STORIA

Benvenuti nell’antica Pieve San Felice in Pincis. La sua storia affonda le radici nell’epoca etrusca, attraversa il Papato, viene contesa dai comuni di Firenze e Siena, e vede alternarsi la gestione di famiglie locali. L’ultima sono i Grisaldi Del Taja, tra i fondatori del Consorzio del Chianti Classico, nella prima metà del Novecento. Negli anni 70 inizia un nuovo modello di sviluppo: la tenuta è acquisita dal Gruppo Allianz che punta sull’eccellenza enologica e territoriale.

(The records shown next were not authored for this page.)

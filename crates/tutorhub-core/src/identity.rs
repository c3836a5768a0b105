//! The identity-provider boundary.

use std::future::Future;

use serde::{Deserialize, Serialize};

/// An identity asserted by the single-sign-on provider after a successful
/// ticket exchange.
#[derive(Debug, Clone, PartialEq, Eq, Serialize, Deserialize)]
pub struct Identity {
  /// Stable numeric identifier; becomes [`crate::user::User::npm`].
  pub npm:      i64,
  pub username: String,
  pub name:     String,
  /// Organisational unit code as reported by the provider.
  pub org_code: Option<String>,
  /// Faculty resolved from `org_code`, when known.
  pub faculty:  Option<String>,
}

/// Validates opaque login tickets against an external provider.
///
/// Implementations may fail for any reason; callers map every failure to a
/// generic authentication error and never forward the details.
pub trait IdentityVerifier: Send + Sync {
  type Error: std::error::Error + Send + Sync + 'static;

  /// Where to send a browser to begin logging in.
  fn login_url(&self) -> String;

  /// Where to send a browser to end its provider session, optionally
  /// bouncing back to `redirect`.
  fn logout_url(&self, redirect: Option<&str>) -> String;

  /// Exchange `ticket` for a verified identity.
  fn verify<'a>(
    &'a self,
    ticket: &'a str,
  ) -> impl Future<Output = Result<Identity, Self::Error>> + Send + 'a;
}
//! [`SqliteStore`]: the SQLite implementation of [`CourseRepository`].

use std::{collections::HashSet, path::Path};

use rusqlite::{OptionalExtension as _, TransactionBehavior};
use tracing::debug;
use uuid::Uuid;

use tutorhub_core::{
  course::{Course, CourseFields},
  identity::Identity,
  store::{CourseFilter, CourseRepository, EnrollOutcome, Page, UpcomingQuota},
  user::{Principal, User},
};

use crate::{
  Error, Result,
  encode::{RawCourse, RawUser, decode_uuid, encode_dt, encode_uuid},
  schema::SCHEMA,
};

/// Course columns followed by the teacher's user columns and the enrollment
/// count, in the order [`RawCourse::from_row`] expects.
pub(crate) const COURSE_SELECT: &str = "
SELECT c.id, c.name, c.matkul, c.datetime, c.link, c.students_limit,
       c.notes, c.notes_short, c.hidden,
       u.npm, u.username, u.name, u.is_admin,
       (SELECT COUNT(*) FROM course_students cs WHERE cs.course_id = c.id)
FROM courses c
JOIN users u ON u.npm = c.teacher";

/// Shared by listing and counting; parameters `?1` to `?5` are the filter
/// fields in declaration order.
const FILTER_WHERE: &str = "
WHERE (?1 IS NULL OR c.datetime >= ?1)
  AND (?2 IS NULL OR c.datetime > ?2)
  AND (?3 = 0 OR c.hidden = 0)
  AND (?4 IS NULL OR c.teacher = ?4)
  AND (?5 IS NULL OR EXISTS (
        SELECT 1 FROM course_students m
        WHERE m.course_id = c.id AND m.student = ?5))";

/// Owned SQL parameters for a [`CourseFilter`], movable into a connection
/// closure.
struct FilterParams {
  starting_from:  Option<String>,
  starting_after: Option<String>,
  visible_only:   bool,
  teacher:        Option<i64>,
  student:        Option<i64>,
}

impl From<&CourseFilter> for FilterParams {
  fn from(f: &CourseFilter) -> Self {
    Self {
      starting_from:  f.starting_from.map(encode_dt),
      starting_after: f.starting_after.map(encode_dt),
      visible_only:   f.visible_only,
      teacher:        f.teacher,
      student:        f.student,
    }
  }
}

// ─── Store ───────────────────────────────────────────────────────────────────

/// A tutorhub repository backed by a single SQLite file.
///
/// Cloning is cheap; the inner connection is reference-counted.
#[derive(Clone)]
pub struct SqliteStore {
  conn: tokio_rusqlite::Connection,
}

impl SqliteStore {
  /// Open (or create) a store at `path` and run schema initialisation.
  pub async fn open(path: impl AsRef<Path>) -> Result<Self> {
    let conn = tokio_rusqlite::Connection::open(path).await?;
    let store = Self { conn };
    store.init_schema().await?;
    Ok(store)
  }

  /// Open an in-memory store, useful for testing.
  pub async fn open_in_memory() -> Result<Self> {
    let conn = tokio_rusqlite::Connection::open_in_memory().await?;
    let store = Self { conn };
    store.init_schema().await?;
    Ok(store)
  }

  async fn init_schema(&self) -> Result<()> {
    self
      .conn
      .call(|conn| {
        conn.execute_batch(SCHEMA)?;
        Ok(())
      })
      .await?;
    Ok(())
  }

  /// Grant or revoke admin rights. Returns `false` if no such user exists.
  ///
  /// Admin status is only ever changed out of band; logins never touch it.
  pub async fn set_admin(&self, npm: i64, is_admin: bool) -> Result<bool> {
    let changed = self
      .conn
      .call(move |conn| {
        Ok(conn.execute(
          "UPDATE users SET is_admin = ?2 WHERE npm = ?1",
          rusqlite::params![npm, is_admin],
        )?)
      })
      .await?;
    Ok(changed > 0)
  }
}

fn query_course(
  conn: &rusqlite::Connection,
  id: &str,
) -> rusqlite::Result<Option<RawCourse>> {
  conn
    .query_row(
      &format!("{COURSE_SELECT} WHERE c.id = ?1"),
      rusqlite::params![id],
      RawCourse::from_row,
    )
    .optional()
}

fn insert_row(
  conn: &rusqlite::Connection,
  id: &str,
  teacher_npm: i64,
  fields: &CourseFields,
) -> rusqlite::Result<()> {
  conn.execute(
    "INSERT INTO courses (
       id, name, matkul, datetime, link, students_limit,
       notes, notes_short, hidden, teacher
     ) VALUES (?1, ?2, ?3, ?4, ?5, ?6, ?7, ?8, ?9, ?10)",
    rusqlite::params![
      id,
      fields.name,
      fields.subject.code(),
      encode_dt(fields.scheduled_at),
      fields.meeting_link,
      fields.capacity,
      fields.notes,
      fields.notes_short,
      fields.hidden,
      teacher_npm,
    ],
  )?;
  Ok(())
}

// ─── CourseRepository impl ───────────────────────────────────────────────────

impl CourseRepository for SqliteStore {
  type Error = Error;

  // ── Users ─────────────────────────────────────────────────────────────────

  async fn upsert_user(&self, identity: &Identity) -> Result<User> {
    let npm = identity.npm;
    let username = identity.username.to_lowercase();
    let name = identity.name.clone();

    let raw: RawUser = self
      .conn
      .call(move |conn| {
        conn.execute(
          "INSERT INTO users (npm, username, name) VALUES (?1, ?2, ?3)
           ON CONFLICT(npm) DO UPDATE SET
             username = excluded.username,
             name     = excluded.name",
          rusqlite::params![npm, username, name],
        )?;
        Ok(conn.query_row(
          "SELECT npm, username, name, is_admin FROM users WHERE npm = ?1",
          rusqlite::params![npm],
          |row| RawUser::from_row(row, 0),
        )?)
      })
      .await?;

    Ok(raw.into_user())
  }

  async fn get_principal(&self, npm: i64) -> Result<Option<Principal>> {
    let loaded: Option<(RawUser, Vec<String>, Vec<String>)> = self
      .conn
      .call(move |conn| {
        let Some(user) = conn
          .query_row(
            "SELECT npm, username, name, is_admin FROM users WHERE npm = ?1",
            rusqlite::params![npm],
            |row| RawUser::from_row(row, 0),
          )
          .optional()?
        else {
          return Ok(None);
        };

        let taught = conn
          .prepare("SELECT id FROM courses WHERE teacher = ?1")?
          .query_map(rusqlite::params![npm], |row| row.get(0))?
          .collect::<rusqlite::Result<Vec<String>>>()?;

        let enrolled = conn
          .prepare("SELECT course_id FROM course_students WHERE student = ?1")?
          .query_map(rusqlite::params![npm], |row| row.get(0))?
          .collect::<rusqlite::Result<Vec<String>>>()?;

        Ok(Some((user, taught, enrolled)))
      })
      .await?;

    let Some((user, taught, enrolled)) = loaded else {
      return Ok(None);
    };

    let decode_all = |ids: Vec<String>| -> Result<HashSet<Uuid>> {
      ids.iter().map(String::as_str).map(decode_uuid).collect()
    };

    Ok(Some(Principal {
      user:     user.into_user(),
      taught:   decode_all(taught)?,
      enrolled: decode_all(enrolled)?,
    }))
  }

  // ── Courses ───────────────────────────────────────────────────────────────

  async fn insert_course(
    &self,
    teacher_npm: i64,
    fields: CourseFields,
  ) -> Result<Course> {
    let id = Uuid::new_v4();
    let id_str = encode_uuid(id);

    let raw: RawCourse = self
      .conn
      .call(move |conn| {
        insert_row(conn, &id_str, teacher_npm, &fields)?;
        query_course(conn, &id_str)?
          .ok_or(tokio_rusqlite::Error::Rusqlite(rusqlite::Error::QueryReturnedNoRows))
      })
      .await?;

    debug!(course = %id, "inserted course row");
    raw.into_course()
  }

  async fn insert_course_within(
    &self,
    teacher_npm: i64,
    fields: CourseFields,
    quota: UpcomingQuota,
  ) -> Result<Option<Course>> {
    let id = Uuid::new_v4();
    let id_str = encode_uuid(id);
    let after = encode_dt(quota.after);
    let limit = i64::try_from(quota.limit).unwrap_or(i64::MAX);

    let raw: Option<RawCourse> = self
      .conn
      .call(move |conn| {
        let tx = conn.transaction_with_behavior(TransactionBehavior::Immediate)?;

        let upcoming: i64 = tx.query_row(
          "SELECT COUNT(*) FROM courses WHERE teacher = ?1 AND datetime > ?2",
          rusqlite::params![teacher_npm, after],
          |row| row.get(0),
        )?;
        if upcoming >= limit {
          return Ok(None);
        }

        insert_row(&tx, &id_str, teacher_npm, &fields)?;
        let raw = query_course(&tx, &id_str)?;
        tx.commit()?;
        Ok(raw)
      })
      .await?;

    if raw.is_some() {
      debug!(course = %id, "inserted course row within quota");
    }
    raw.map(RawCourse::into_course).transpose()
  }

  async fn get_course(&self, id: Uuid) -> Result<Option<Course>> {
    let id_str = encode_uuid(id);

    let raw: Option<RawCourse> = self
      .conn
      .call(move |conn| Ok(query_course(conn, &id_str)?))
      .await?;

    raw.map(RawCourse::into_course).transpose()
  }

  async fn find_courses(
    &self,
    filter: &CourseFilter,
    page: Page,
  ) -> Result<Vec<Course>> {
    let p = FilterParams::from(filter);
    let limit = i64::from(page.size);
    let offset = i64::try_from(page.offset()).unwrap_or(i64::MAX);

    let raws: Vec<RawCourse> = self
      .conn
      .call(move |conn| {
        let sql = format!(
          "{COURSE_SELECT} {FILTER_WHERE}
           ORDER BY c.datetime DESC, c.id
           LIMIT ?6 OFFSET ?7"
        );
        let mut stmt = conn.prepare(&sql)?;
        let rows = stmt
          .query_map(
            rusqlite::params![
              p.starting_from,
              p.starting_after,
              p.visible_only,
              p.teacher,
              p.student,
              limit,
              offset,
            ],
            RawCourse::from_row,
          )?
          .collect::<rusqlite::Result<Vec<_>>>()?;
        Ok(rows)
      })
      .await?;

    raws.into_iter().map(RawCourse::into_course).collect()
  }

  async fn count_courses(&self, filter: &CourseFilter) -> Result<u64> {
    let p = FilterParams::from(filter);

    let count: i64 = self
      .conn
      .call(move |conn| {
        let sql = format!("SELECT COUNT(*) FROM courses c {FILTER_WHERE}");
        Ok(conn.query_row(
          &sql,
          rusqlite::params![
            p.starting_from,
            p.starting_after,
            p.visible_only,
            p.teacher,
            p.student,
          ],
          |row| row.get(0),
        )?)
      })
      .await?;

    u64::try_from(count).map_err(|_| Error::Decode(format!("course count {count}")))
  }

  async fn update_course(
    &self,
    id: Uuid,
    fields: CourseFields,
  ) -> Result<Option<Course>> {
    let id_str = encode_uuid(id);

    let raw: Option<RawCourse> = self
      .conn
      .call(move |conn| {
        let changed = conn.execute(
          "UPDATE courses SET
             name = ?2, matkul = ?3, datetime = ?4, link = ?5,
             students_limit = ?6, notes = ?7, notes_short = ?8, hidden = ?9
           WHERE id = ?1",
          rusqlite::params![
            id_str,
            fields.name,
            fields.subject.code(),
            encode_dt(fields.scheduled_at),
            fields.meeting_link,
            fields.capacity,
            fields.notes,
            fields.notes_short,
            fields.hidden,
          ],
        )?;
        if changed == 0 {
          return Ok(None);
        }
        Ok(query_course(conn, &id_str)?)
      })
      .await?;

    raw.map(RawCourse::into_course).transpose()
  }

  async fn delete_course(&self, id: Uuid) -> Result<bool> {
    let id_str = encode_uuid(id);

    let removed = self
      .conn
      .call(move |conn| {
        let tx = conn.transaction()?;
        tx.execute(
          "DELETE FROM course_students WHERE course_id = ?1",
          rusqlite::params![id_str],
        )?;
        let removed =
          tx.execute("DELETE FROM courses WHERE id = ?1", rusqlite::params![id_str])?;
        tx.commit()?;
        Ok(removed > 0)
      })
      .await?;

    Ok(removed)
  }

  // ── Enrollment ────────────────────────────────────────────────────────────

  async fn list_students(&self, course_id: Uuid) -> Result<Vec<User>> {
    let id_str = encode_uuid(course_id);

    let raws: Vec<RawUser> = self
      .conn
      .call(move |conn| {
        let mut stmt = conn.prepare(
          "SELECT u.npm, u.username, u.name, u.is_admin
           FROM course_students cs
           JOIN users u ON u.npm = cs.student
           WHERE cs.course_id = ?1
           ORDER BY cs.rowid",
        )?;
        let rows = stmt
          .query_map(rusqlite::params![id_str], |row| RawUser::from_row(row, 0))?
          .collect::<rusqlite::Result<Vec<_>>>()?;
        Ok(rows)
      })
      .await?;

    Ok(raws.into_iter().map(RawUser::into_user).collect())
  }

  async fn enroll(&self, course_id: Uuid, npm: i64) -> Result<EnrollOutcome> {
    let id_str = encode_uuid(course_id);

    let outcome = self
      .conn
      .call(move |conn| {
        // IMMEDIATE takes the write lock up front, so the count below cannot
        // be invalidated by another writer before the insert.
        let tx = conn.transaction_with_behavior(TransactionBehavior::Immediate)?;

        let Some((teacher, limit)) = tx
          .query_row(
            "SELECT teacher, students_limit FROM courses WHERE id = ?1",
            rusqlite::params![id_str],
            |row| Ok((row.get::<_, i64>(0)?, row.get::<_, Option<i64>>(1)?)),
          )
          .optional()?
        else {
          return Ok(EnrollOutcome::CourseMissing);
        };

        if teacher == npm {
          return Ok(EnrollOutcome::OwnCourse);
        }

        let already: bool = tx.query_row(
          "SELECT EXISTS (
             SELECT 1 FROM course_students WHERE course_id = ?1 AND student = ?2)",
          rusqlite::params![id_str, npm],
          |row| row.get(0),
        )?;
        if already {
          return Ok(EnrollOutcome::AlreadyEnrolled);
        }

        if let Some(limit) = limit.filter(|l| *l > 0) {
          let count: i64 = tx.query_row(
            "SELECT COUNT(*) FROM course_students WHERE course_id = ?1",
            rusqlite::params![id_str],
            |row| row.get(0),
          )?;
          if count >= limit {
            return Ok(EnrollOutcome::Full);
          }
        }

        tx.execute(
          "INSERT INTO course_students (course_id, student) VALUES (?1, ?2)",
          rusqlite::params![id_str, npm],
        )?;
        tx.commit()?;
        Ok(EnrollOutcome::Enrolled)
      })
      .await?;

    Ok(outcome)
  }

  async fn unenroll(&self, course_id: Uuid, npm: i64) -> Result<bool> {
    let id_str = encode_uuid(course_id);

    let removed = self
      .conn
      .call(move |conn| {
        Ok(conn.execute(
          "DELETE FROM course_students WHERE course_id = ?1 AND student = ?2",
          rusqlite::params![id_str, npm],
        )?)
      })
      .await?;

    Ok(removed > 0)
  }
}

Il Borgo, attraverso accurati lavori, viene completamente restaurato con interventi che ne valorizzano le caratteristiche di architettura ed arte. L’azienda dà inizio a un esteso programma di reimpianto dei vigneti, con l’obiettivo di valorizzare il Sangiovese; progetto affiancato da una ricerca scientifica sui vitigni autoctoni, in collaborazione con le Università di Firenze e Pisa. Nel 1982 viene acquisita anche la tenuta di Campogiovanni, 20 ettari di vigneto sulle colline di Montalcino, altro territorio di grande tradizione viti-vinicola. Oggi il Borgo e l’Agricola San Felice sono due realtà di successo con un’anima sola, che unisce tradizione e innovazione.